Meurtre dans un jardin anglais (The Draughtsman's Contract) Peter Greenaway - 1982
Angleterre, fin du XVIIe siècle. Mrs Herbert demande à Mr Neville, un peintre-paysagiste réputé, d'effectuer douze dessins des jardins du domaine de son mari – parti en voyage d’affaires. En contrepartie, elle s'engage à lui payer 8 livres par dessin et à laisser l'artiste jouir de ses faveurs selon ses désirs sans opposer de résistance…

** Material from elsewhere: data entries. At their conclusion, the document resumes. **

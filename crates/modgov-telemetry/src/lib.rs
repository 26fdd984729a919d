// Copyright 2025 eraflo
//
// Licensed under the Apache License, Version 2.0 (the "License");
// you may not use this file except in compliance with the License.
// You may obtain a copy of the License at
//
//     http://www.apache.org/licenses/LICENSE-2.0
//
// Unless required by applicable law or agreed to in writing, software
// distributed under the License is distributed on an "AS IS" BASIS,
// WITHOUT WARRANTIES OR CONDITIONS OF ANY KIND, either express or implied.
// See the License for the specific language governing permissions and
// limitations under the License.

//! # Modgov Telemetry
//!
//! Named metrics with rolling statistics, RAII timers, per-module statistics
//! recording, `sysinfo` host sampling and logging initialisation.

#![warn(missing_docs)]

pub mod logging;
pub mod metrics;
pub mod monitoring;
pub mod utils;

pub use metrics::metric::{Metric, MetricSummary, DEFAULT_WINDOW};
pub use metrics::registry::{CounterHandle, GaugeHandle, MetricsRegistry, TimerHandle};
pub use monitoring::module_stats::ModuleStatsRecorder;
pub use monitoring::sysinfo_source::SysinfoMetricSource;
pub use utils::timer::ScopedTimer;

Vu il y a une vingtaine d’années, je profite d’une rediffusion sur Arte pour m’y replonger, avec la crainte que cet OVNI des 80’s ait pris un coup de vieux. En fait, il n’en est rien. Le film est toujours irrésistible dans sa narration et brillant dans son exécution. Witty, comme diraient les Anglais. Un critique français de l’époque avait parlé de caricature de Barry Lyndon (à ne pas voir forcément comme un défaut qui aurait été pointé). Il y a un peu de cela si l’on tient compte du fardage et du perruquage outrancier, de la profusion de compositions aux lignes géométriques et du fait que le personnage principal n’est finalement rien moins qu’un aventurier qui a mis le pied dans un environnement où il est à peine toléré. Mais l’accent est mis aussi sur l’élégance du langage. Les répliques claquent, portées par une diction anglaise à côté de laquelle le phrasé des jeunes acteurs français actuels donne l’impression d’avoir été façonné à la ferme, entre une étable et une auge à porcs. Dès le générique crépusculaire mêlant dialogue et notes d’un air de Purcell, on devine que les yeux et les oreilles ne vont pas vraiment crier grâce. Et puisque je parle d’ambiance sonore, impossible de ne pas évoquer la musique de Michael Nyman, avec notamment son thème emblématique, Chasing sheep is best left to sheperds (sic). Sorte de musique néo-baroque louchant sur le minimalisme contemporain, elle fournit des thèmes entêtants, stimulants, accompagnant la réalisation des différents dessins d’Herbert dans lesquels apparaîtront des éléments insolites qui transformeront peu à peu le drame morale en intrigue policière. Un film jubilatoire qui ne donne pas forcément envie de découvrir un jour la version de trois heures que Greenaway avait d’abord tournée. Pour le coup, on peut craindre la caricature de Barry Lyndon, mais au mauvais sens du terme. Tel quel, le film apparaît vif, spitituel et vénéneux.
Je compte aussi profiter de la dispo sur Arte pour le découvrir dans les prochains jours.
"Our films were never intended for a passive audience. There are enough of those kinds of films being made. We wanted our audience to have to work, to have to think, to have to actually participate in order to enjoy them."